Screenshot of Darwin 4078 (arcade version)

The player controls a spaceship who navigates dimensions and defeats microorganisms. The player is armed with standard ammunition for airborne attacks and a bomb attack for ground enemies. The player can kill microorganisms to earn capsules, which causes the ship to temporarily "evolve" when collected. There are 19 different evolutionary forms which differ in abilities and attack patterns. The player's airborne attacks can be improved indefinitely while their grown attacks receive relatively less enhancement. Failing to collect capsules on time causes the evolutions to wear off, causing the ship to "devolve" level by level over time. Certain evolutions may mutate while being hit by certain enemy projectiles, resulting in powerful forms unavailable through conventional means. A "reverse evolution" form is also available, granting the game's most powerful abilities, such as invincibility and shooting mini versions of itself, with the cost of a tighter time limit.

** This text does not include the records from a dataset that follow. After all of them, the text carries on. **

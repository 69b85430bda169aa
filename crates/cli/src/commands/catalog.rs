//! Catalog browsing.
//!
//! # Usage
//!
//! ```bash
//! autopos catalog list
//! autopos catalog list --search civic
//! autopos catalog list -c red -c black --max-price 30000 --sort price-low
//! ```

use autopos_admin::PosSession;
use autopos_admin::models::Product;
use autopos_admin::services::CatalogFilter;

/// Print the vehicles matching `filter`.
pub fn list(session: &PosSession, filter: &CatalogFilter) {
    let catalog = session.catalog();
    if catalog.is_empty() {
        println!("The catalog is empty. Run `autopos seed` to load demo data.");
        return;
    }

    let products = catalog.filter(filter);
    if products.is_empty() {
        println!("No vehicles match.");
        return;
    }

    println!(
        "{:<8} {:<28} {:>10} {:>6}  {:<6} {}",
        "ID", "Vehicle", "Price", "Stock", "Cond.", "Colors"
    );
    for product in &products {
        println!("{}", row(product));
    }
    println!("{} of {} vehicles", products.len(), catalog.len());
}

fn row(product: &Product) -> String {
    format!(
        "{:<8} {:<28} {:>10} {:>6}  {:<6} {}",
        product.id.as_str(),
        format!("{} {}", product.year, product.display_name()),
        product.price.to_string(),
        product.stock,
        product.condition.to_string(),
        product.colors.join(", ")
    )
}
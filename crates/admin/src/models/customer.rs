//! Customers known to the dealership.

use serde::{Deserialize, Serialize};

use autopos_core::{CustomerId, Email, OrderId};

/// A customer record.
#[derive(Debug, Clone, PartialEq, Eq, Serialize, Deserialize)]
#[serde(rename_all = "camelCase")]
pub struct Customer {
    /// Directory identifier (e.g. `CU-1`).
    pub id: CustomerId,
    pub name: String,
    pub email: Email,
    #[serde(default)]
    pub phone: String,
    /// Postal address.
    #[serde(default)]
    pub address: String,
    /// Orders placed by this customer, oldest first. Append-only.
    #[serde(default)]
    pub purchase_history: Vec<OrderId>,
}

impl Customer {
    /// Number of orders placed.
    #[must_use]
    pub fn order_count(&self) -> usize {
        self.purchase_history.len()
    }

    /// Case-insensitive match on name or email, substring match on phone.
    #[must_use]
    pub fn matches(&self, query: &str) -> bool {
        let needle = query.trim().to_lowercase();
        if needle.is_empty() {
            return true;
        }
        self.name.to_lowercase().contains(&needle)
            || self.email.as_str().to_lowercase().contains(&needle)
            || self.phone.contains(query.trim())
    }
}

==Ports & related releases==

Darwin 4078 was ported to MSX2 in 1987 by Hudson Soft, and bore a similar appearance to the arcade game B-Wings and the NES game Hector '87. A sequel titled SRD: Super Real Darwin (SRDスーパー・リアル・ダーウィン, SRD: Sūpā Riaru Dāwin) (also written as S.R.D.) was released by Data East in 1987, and was ported by Sega on April 8, 1990 for the Sega Mega Drive as Darwin 4081. Act-Fancer: Cybernetick Hyper Weapon (アクトフェンサー, akuto fensā) is not a direct sequel to the game, but bears similarities to Darwin as a side-scrolling action game developed by Data East that uses an evolution system. Darwin 4081 was numbered 4081 because it was the 4th game that used the evolution system after Darwin (4078), S.R.D. (4079), and Act-Fancer (4080). Other similar games include Bio-ship Paladin by UPL and Bermuda Triangle by SNK, which also feature ships that change appearance with power-ups. Hamster Corporation released the game outside Japan for the first time through their Arcade Archives series for the Nintendo Switch and PlayStation 4 in July 2021.

== Reception ==
In Japan, Game Machine listed Darwin 4078 on their April 15, 1986 issue as being the third most-successful table arcade unit of the month.